I must first declare my interest as a doctor. I am grateful for the opportunity to bring forward this extremely important debate—it is certainly important for our constituents—about the management of acute upper gastrointestinal bleeding. I am grateful to the British Society of Gastroenterology, and particularly to its president, Dr Ian Forgacs, for helping me with research in preparing for the debate. The BSG has done a great deal of work over many years to highlight this issue.

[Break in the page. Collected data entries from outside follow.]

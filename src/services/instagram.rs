// src/services/instagram.rs

//! Instagram private API client.
//!
//! Speaks the mobile app endpoints under `i.instagram.com/api/v1`. A client
//! is built around one [`Session`]; it never mutates it, so the same handle
//! can be shared by every fetch job of a batch.

use std::future::Future;

use async_trait::async_trait;
use reqwest::header::{HeaderMap, HeaderValue};
use reqwest::RequestBuilder;
use serde::Deserialize;
use serde::de::DeserializeOwned;
use url::Url;

use crate::error::{AppError, Result};
use crate::models::{InstagramConfig, MediaItem, MediaKind, RawMediaItem, VerifyMethod, collect_media};
use crate::services::MediaSource;
use crate::services::session::{AccountApi, Session};
use crate::utils::http;

/// Upper bound on items requested per feed page.
const FEED_PAGE_SIZE: usize = 33;

/// Result of a successful login or challenge submission.
#[derive(Debug, Clone, PartialEq, Eq)]
pub struct LoginGrant {
    pub user_id: String,
    /// `Bearer IGT:...` value from the `ig-set-authorization` header
    pub authorization: Option<String>,
}

/// Error body returned by the private API.
#[derive(Debug, Default, Deserialize)]
struct ApiErrorBody {
    #[serde(default)]
    message: Option<String>,
    #[serde(default)]
    error_type: Option<String>,
    #[serde(default)]
    challenge: Option<ChallengeBody>,
}

#[derive(Debug, Deserialize)]
struct ChallengeBody {
    api_path: String,
    #[serde(default)]
    step_name: Option<String>,
}

#[derive(Debug, Deserialize)]
struct UserRef {
    #[serde(deserialize_with = "id_string")]
    pk: String,
}

#[derive(Debug, Deserialize)]
struct UserInfoResponse {
    user: UserRef,
}

#[derive(Debug, Deserialize)]
struct LoginResponse {
    logged_in_user: UserRef,
}

#[derive(Debug, Deserialize)]
struct FeedResponse {
    #[serde(default)]
    items: Vec<RawMediaItem>,
    #[serde(default)]
    more_available: bool,
    #[serde(default)]
    next_max_id: Option<String>,
}

#[derive(Debug, Deserialize)]
struct ReelResponse {
    #[serde(default)]
    reel: Option<Reel>,
}

#[derive(Debug, Deserialize)]
struct Reel {
    #[serde(default)]
    items: Vec<RawMediaItem>,
}

/// Authenticated (or about-to-authenticate) Instagram API handle.
pub struct InstagramClient {
    http: reqwest::Client,
    api_base: Url,
    app_id: String,
    session: Session,
}

impl InstagramClient {
    /// Create a client bound to `session`.
    pub fn new(config: &InstagramConfig, session: Session) -> Result<Self> {
        let api_base = Url::parse(config.api_base.trim_end_matches('/'))?;
        Ok(Self {
            http: http::create_client(config)?,
            api_base,
            app_id: config.app_id.clone(),
            session,
        })
    }

    /// The session this client sends.
    pub fn session(&self) -> &Session {
        &self.session
    }

    /// One page of `feed/user/{id}/`.
    async fn feed_page(
        &self,
        user_id: &str,
        count: usize,
        max_id: Option<String>,
    ) -> Result<FeedResponse> {
        let mut url = self.endpoint(&["feed", "user", user_id])?;
        {
            let mut query = url.query_pairs_mut();
            query.append_pair("count", &count.to_string());
            if let Some(id) = &max_id {
                query.append_pair("max_id", id);
            }
        }
        let page: FeedResponse = self.get_json(url).await?;
        log::debug!("Feed page for {}: {} items", user_id, page.items.len());
        Ok(page)
    }

    /// Build `{api_base}/{segments...}/`.
    fn endpoint(&self, segments: &[&str]) -> Result<Url> {
        let mut url = self.api_base.clone();
        {
            let mut path = url
                .path_segments_mut()
                .map_err(|_| AppError::config("instagram.api_base cannot be a base URL"))?;
            path.pop_if_empty();
            path.extend(segments);
            path.push("");
        }
        Ok(url)
    }

    /// Challenge paths are absolute paths under the API root.
    fn challenge_url(&self, api_path: &str) -> Result<Url> {
        let base = self.api_base.as_str().trim_end_matches('/');
        Ok(Url::parse(&format!("{}/{}", base, api_path.trim_start_matches('/')))?)
    }

    fn headers(&self) -> HeaderMap {
        let mut headers = HeaderMap::new();
        let device = &self.session.device;
        let pairs = [
            ("x-ig-app-id", self.app_id.as_str()),
            ("x-ig-device-id", device.uuid.as_str()),
            ("x-ig-android-id", device.device_id.as_str()),
            ("x-ig-app-locale", "en_US"),
            ("x-ig-capabilities", "3brTvx0="),
            ("x-ig-connection-type", "WIFI"),
        ];
        for (name, value) in pairs {
            if let Ok(value) = HeaderValue::from_str(value) {
                headers.insert(name, value);
            }
        }
        if !self.session.user_agent.is_empty() {
            if let Ok(value) = HeaderValue::from_str(&self.session.user_agent) {
                headers.insert(reqwest::header::USER_AGENT, value);
            }
        }
        if let Some(auth) = &self.session.authorization {
            if let Ok(value) = HeaderValue::from_str(auth) {
                headers.insert(reqwest::header::AUTHORIZATION, value);
            }
        }
        if let Some(user_id) = &self.session.user_id {
            if let Ok(value) = HeaderValue::from_str(user_id) {
                headers.insert("ig-u-ds-user-id", value);
            }
        }
        headers
    }

    async fn get_json<T: DeserializeOwned>(&self, url: Url) -> Result<T> {
        let request = self.http.get(url).headers(self.headers());
        let (body, _) = self.send(request).await?;
        Ok(serde_json::from_str(&body)?)
    }

    async fn post_signed<T: DeserializeOwned>(
        &self,
        url: Url,
        payload: &serde_json::Value,
    ) -> Result<(T, HeaderMap)> {
        let signed = format!("SIGNATURE.{}", serde_json::to_string(payload)?);
        let request = self
            .http
            .post(url)
            .headers(self.headers())
            .form(&[("signed_body", signed.as_str())]);
        let (body, headers) = self.send(request).await?;
        Ok((serde_json::from_str(&body)?, headers))
    }

    async fn send(&self, request: RequestBuilder) -> Result<(String, HeaderMap)> {
        let resp = request.send().await?;
        let headers = resp.headers().clone();
        let success = resp.status().is_success();
        let (status, body) = http::status_and_body(resp).await;
        if !success {
            return Err(classify_error(status, &body));
        }
        Ok((body, headers))
    }
}

#[async_trait]
impl AccountApi for InstagramClient {
    fn into_session(self) -> Session {
        self.session
    }

    async fn login(&self, username: &str, password: &str) -> Result<LoginGrant> {
        let device = &self.session.device;
        let payload = serde_json::json!({
            "jazoest": jazoest(&device.phone_id),
            "country_codes": r#"[{"country_code":"1","source":["default"]}]"#,
            "phone_id": device.phone_id,
            "enc_password": format!("#PWD_INSTAGRAM:0:{}:{}", chrono::Utc::now().timestamp(), password),
            "username": username,
            "adid": "",
            "guid": device.uuid,
            "device_id": device.device_id,
            "google_tokens": "[]",
            "login_attempt_count": "0",
        });

        let url = self.endpoint(&["accounts", "login"])?;
        let (body, headers) = self.post_signed::<LoginResponse>(url, &payload).await?;
        Ok(LoginGrant {
            user_id: body.logged_in_user.pk,
            authorization: authorization_header(&headers),
        })
    }

    async fn current_user(&self) -> Result<String> {
        let mut url = self.endpoint(&["accounts", "current_user"])?;
        url.query_pairs_mut().append_pair("edit", "true");
        let info: UserInfoResponse = self.get_json(url).await?;
        Ok(info.user.pk)
    }

    async fn challenge_select(&self, api_path: &str, method: VerifyMethod) -> Result<()> {
        let url = self.challenge_url(api_path)?;
        let payload = serde_json::json!({ "choice": method.choice() });
        self.post_signed::<serde_json::Value>(url, &payload).await?;
        Ok(())
    }

    async fn challenge_submit(&self, api_path: &str, code: &str) -> Result<LoginGrant> {
        let url = self.challenge_url(api_path)?;
        let payload = serde_json::json!({ "security_code": code });
        let (body, headers) = self.post_signed::<LoginResponse>(url, &payload).await?;
        Ok(LoginGrant {
            user_id: body.logged_in_user.pk,
            authorization: authorization_header(&headers),
        })
    }
}

#[async_trait]
impl MediaSource for InstagramClient {
    async fn user_id_from_username(&self, username: &str) -> Result<String> {
        let url = self.endpoint(&["users", username, "usernameinfo"])?;
        let info: UserInfoResponse = self.get_json(url).await?;
        Ok(info.user.pk)
    }

    async fn user_medias(&self, user_id: &str, amount: usize) -> Result<Vec<MediaItem>> {
        let raw = walk_feed(amount, |count, max_id| self.feed_page(user_id, count, max_id)).await?;
        Ok(collect_media(raw, MediaKind::Post))
    }

    async fn user_stories(&self, user_id: &str) -> Result<Vec<MediaItem>> {
        let url = self.endpoint(&["feed", "user", user_id, "story"])?;
        let resp: ReelResponse = self.get_json(url).await?;
        let raw = resp.reel.map(|r| r.items).unwrap_or_default();
        Ok(collect_media(raw, MediaKind::Story))
    }
}

/// Follow `next_max_id` until `amount` items are collected or the feed ends.
///
/// `fetch_page` receives the number of items still wanted (capped at
/// [`FEED_PAGE_SIZE`]) and the cursor of the previous page.
async fn walk_feed<F, Fut>(amount: usize, mut fetch_page: F) -> Result<Vec<RawMediaItem>>
where
    F: FnMut(usize, Option<String>) -> Fut,
    Fut: Future<Output = Result<FeedResponse>>,
{
    let mut raw = Vec::new();
    let mut max_id: Option<String> = None;

    while raw.len() < amount {
        let count = (amount - raw.len()).min(FEED_PAGE_SIZE);
        let page = fetch_page(count, max_id.take()).await?;
        let empty = page.items.is_empty();
        raw.extend(page.items);

        match page.next_max_id {
            Some(next) if page.more_available && !empty => max_id = Some(next),
            _ => break,
        }
    }

    raw.truncate(amount);
    Ok(raw)
}

/// Map a failed response to the matching error variant.
fn classify_error(status: u16, body: &str) -> AppError {
    let parsed: ApiErrorBody = serde_json::from_str(body).unwrap_or_default();
    let message = parsed.message.clone().unwrap_or_else(|| body.trim().to_string());

    if let Some(challenge) = parsed.challenge {
        return AppError::ChallengeRequired {
            api_path: challenge.api_path,
            step_name: challenge.step_name,
        };
    }

    match (message.as_str(), parsed.error_type.as_deref()) {
        ("login_required", _) => AppError::LoginRequired,
        (_, Some("bad_password" | "invalid_user" | "invalid_credentials")) => {
            AppError::BadCredentials(message)
        }
        _ if status == 401 => AppError::LoginRequired,
        _ if status == 404 => AppError::not_found(message),
        _ => AppError::instagram(status, message),
    }
}

fn authorization_header(headers: &HeaderMap) -> Option<String> {
    headers
        .get("ig-set-authorization")
        .and_then(|v| v.to_str().ok())
        .map(str::trim)
        .filter(|v| !v.is_empty() && !v.ends_with(':'))
        .map(str::to_string)
}

/// Checksum field the login form expects next to the phone id.
fn jazoest(phone_id: &str) -> String {
    let sum: u32 = phone_id.bytes().map(u32::from).sum();
    format!("2{sum}")
}

fn id_string<'de, D>(deserializer: D) -> std::result::Result<String, D::Error>
where
    D: serde::Deserializer<'de>,
{
    match serde_json::Value::deserialize(deserializer)? {
        serde_json::Value::String(s) => Ok(s),
        serde_json::Value::Number(n) => Ok(n.to_string()),
        other => Err(serde::de::Error::custom(format!(
            "expected string or number id, got {other}"
        ))),
    }
}
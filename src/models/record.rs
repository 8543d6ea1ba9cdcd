//! Flat output record written to the spreadsheet.

use serde::{Deserialize, Serialize};

/// Link placeholder for posts without a short code.
pub const LINK_UNAVAILABLE: &str = "Link unavailable";

/// Header row of newly created output sheets.
pub const RECORD_HEADER: [&str; 4] = ["user_id", "username", "link", "datetime"];

/// One post or story row.
#[derive(Debug, Clone, Serialize, Deserialize, PartialEq, Eq)]
pub struct Record {
    /// Numeric account id of the owner
    pub owner_id: String,

    /// Username the record was fetched for
    pub display_name: String,

    /// Media URL or [`LINK_UNAVAILABLE`]
    pub link: String,

    /// `YYYY-MM-DD-HH-MM`, local time
    pub formatted_timestamp: String,
}

impl Record {
    /// Row cells in sheet column order.
    pub fn to_row(&self) -> Vec<String> {
        vec![
            self.owner_id.clone(),
            self.display_name.clone(),
            self.link.clone(),
            self.formatted_timestamp.clone(),
        ]
    }
}

#[cfg(test)]
mod tests {
    use super::*;

    #[test]
    fn row_order_matches_header() {
        let record = Record {
            owner_id: "42".to_string(),
            display_name: "alice".to_string(),
            link: "https://www.instagram.com/p/abc/".to_string(),
            formatted_timestamp: "2026-10-15-09-30".to_string(),
        };

        assert_eq!(
            record.to_row(),
            vec![
                "42",
                "alice",
                "https://www.instagram.com/p/abc/",
                "2026-10-15-09-30"
            ]
        );
        assert_eq!(RECORD_HEADER.len(), record.to_row().len());
    }
}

Between 50,000 and 70,000 people every year are admitted with acute upper gastrointestinal bleeding, and 10% will, sadly, die. That presents a significant challenge to our national health service.

For the avoidance of doubt, let me say that upper gastrointestinal bleeding is what was so vividly portrayed by Hugh Bonneville, as Lord Grantham, in Julian Fellowes’s “Downton Abbey”. As the New York Post said, the Downton ulcer his lordship had been moaning about for weeks finally erupted all over the dinner table and all over Lady Cora. That is at the extreme end of the spectrum, but when it happens it needs to be dealt with very quickly and proficiently.

I want to start with a little bit of good news. Lord Grantham was lucky to survive in the 1920s, but mortality from upper gastrointestinal bleeding has been falling in the UK, with modest improvements in recent years as new treatments and innovative therapies have emerged, despite an ageing demographic. That is a tribute to our NHS and to some great pioneering work in therapeutics and interventions, much of which has been trialled and researched in the UK.

Jim Shannon Portrait Jim Shannon (Strangford) (DUP)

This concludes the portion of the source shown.